But just like this rite of womanhood is inevitable, getting feedback on your work is often the only way to ensure a healthy outcome. So before you consider committing seppuku to avoid getting notes, here are four Zen ways to help make the process less anxiety-ridden and more comfortable.

1. Consider The Source

Before you ask someone to read your work, first ask yourself, “are they the right person?” For instance, you wouldn’t ask a drama writer to review your comedy and vice versa. If we take it a step further, even if they are comedy, is their background in multi-cam, single cam or dramedy? You see, multi-cam tv comedies require, on average, a joke on every other line. While single-came requires, at least, three jokes per page. So if you hand over your dramedy to a multi-cam experienced person, expect to be told that you need more jokes. Which is all well and good, but that’s not exactly the kind of feedback that is going to help you.

Recently, I had the misfortune to make this very mistake. I did a table read and received very baffling notes. At first, I really doubted my ability to even nail the basic structure of a script. But after talking with some supportive friends for a few hours, I realized that I’d received feedback from someone who was well versed in drama, not comedy. So my free-wheeling, at last three jokes per page were really throwing them off and the notes I was given were completely unhelpful – one of the actual notes was – “there are way too many jokes!” I know, right?

So, after a few days of “comfort eating” my way through the Shake Shack menu, I reached out and got notes from a writer who had actually worked in single-camera comedies. The feedback was more focused, clear and the complete opposite of the notes I’d received from the drama person. This step can be tricky for newer writers because, frankly, they may not have enough people with any experience around them. If that’s the case, send it out to who you can but just be mindful that any person’s feedback or notes is coming from their own personal experience. Just remember, don’t go to a hardware store to buy milk. If you do, you’ll leave feeling confused and frustrated every time.

2. Let It Sink In

So you’ve gotten your notes. Now, almost every new writer’s tendency is to reject any notes that may not be echoing their own thoughts about their work. The desire to push back is very strong. But like a supermodel eyeing that plate of celery before a runway show, I encourage you to resist it. You don’t want to risk getting unfocused. They’ll be plenty of time to gorge later.

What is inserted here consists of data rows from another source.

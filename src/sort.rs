// SPDX-License-Identifier: AGPL-3.0-or-later
// SPDX-FileCopyrightText: 2025 Jonathan D.A. Jewell
//! Alphanumeric ordering for track and branch names
//!
//! Names starting with a letter are listed alphabetically, names starting
//! with a digit are treated as versions and listed newest first:
//!
//! ```text
//! latest  <- hoisted
//! beta-fixes
//! zzz
//! 10.1
//! 2.0
//! 1.0.1
//! ```

use std::cmp::Ordering;
use std::iter::Peekable;
use std::str::Chars;

/// Sort `items` as hoisted, then text (ascending), then numeric (descending)
///
/// An item goes to the numeric bucket when its first character is an ASCII
/// digit, so `1.1-hotfix` counts as numeric. Items equal to `hoist` are
/// placed first in their original order. The input slice is left untouched.
#[must_use]
pub fn sort_alpha_num<S: AsRef<str>>(items: &[S], hoist: Option<&str>) -> Vec<String> {
    let mut hoisted = Vec::new();
    let mut text = Vec::new();
    let mut numeric = Vec::new();

    for item in items {
        let item = item.as_ref();
        if hoist == Some(item) {
            hoisted.push(item.to_string());
        } else if starts_with_digit(item) {
            numeric.push(item.to_string());
        } else {
            text.push(item.to_string());
        }
    }

    text.sort_by(|a, b| collate(a, b, false).then_with(|| tie_break(a, b)));
    numeric.sort_by(|a, b| collate(b, a, true).then_with(|| tie_break(a, b)));

    hoisted.into_iter().chain(text).chain(numeric).collect()
}

fn starts_with_digit(s: &str) -> bool {
    s.chars().next().is_some_and(|c| c.is_ascii_digit())
}

/// Compare two names the way a case-insensitive collator would
///
/// Punctuation and whitespace sort before digits, digits before letters.
/// With `numeric` set, runs of digits compare by value so `10` follows `9`.
#[must_use]
pub fn collate(a: &str, b: &str, numeric: bool) -> Ordering {
    let mut left = a.chars().peekable();
    let mut right = b.chars().peekable();

    loop {
        let (l, r) = match (left.peek().copied(), right.peek().copied()) {
            (None, None) => return Ordering::Equal,
            (None, Some(_)) => return Ordering::Less,
            (Some(_), None) => return Ordering::Greater,
            (Some(l), Some(r)) => (l, r),
        };

        if numeric && l.is_ascii_digit() && r.is_ascii_digit() {
            let l_run = take_digits(&mut left);
            let r_run = take_digits(&mut right);
            let ord = compare_digit_runs(&l_run, &r_run);
            if ord != Ordering::Equal {
                return ord;
            }
            continue;
        }

        left.next();
        right.next();
        let ord = char_class(l)
            .cmp(&char_class(r))
            .then_with(|| l.to_lowercase().cmp(r.to_lowercase()));
        if ord != Ordering::Equal {
            return ord;
        }
    }
}

/// Order names that collate equal: lowercase before uppercase, then bytes
fn tie_break(a: &str, b: &str) -> Ordering {
    a.chars()
        .map(swap_case)
        .cmp(b.chars().map(swap_case))
        .then_with(|| a.cmp(b))
}

fn swap_case(c: char) -> char {
    if c.is_ascii_uppercase() {
        c.to_ascii_lowercase()
    } else if c.is_ascii_lowercase() {
        c.to_ascii_uppercase()
    } else {
        c
    }
}

fn char_class(c: char) -> u8 {
    if c.is_whitespace() || c.is_ascii_punctuation() {
        0
    } else if c.is_ascii_digit() {
        1
    } else {
        2
    }
}

fn take_digits(chars: &mut Peekable<Chars<'_>>) -> String {
    let mut run = String::new();
    while let Some(c) = chars.next_if(char::is_ascii_digit) {
        run.push(c);
    }
    run
}

fn compare_digit_runs(a: &str, b: &str) -> Ordering {
    let a = a.trim_start_matches('0');
    let b = b.trim_start_matches('0');
    a.len().cmp(&b.len()).then_with(|| a.cmp(b))
}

The best course is to take a few days – maybe even a week – to let it just sink in. Sometimes, a note that seems to be way out of left field can reveal itself to be a source of inspiration. Unless you’re on a tight deadline, this step should not be rushed. During this time, try and go through each suggestion and work it out in your mind. Is your script made more interesting? More provocative? Or just leading you down the garden path? Even it that’s true, considering a note, mentally implementing it and then moving on will only deepen your resolve to what is working.

3. Find The Pearls

If the previous step reveals a new path, feel free explore it. You will find that it can only open you up to solutions and ideas that would never have occurred to you otherwise. Besides, that maybe where the pearls will start to appear.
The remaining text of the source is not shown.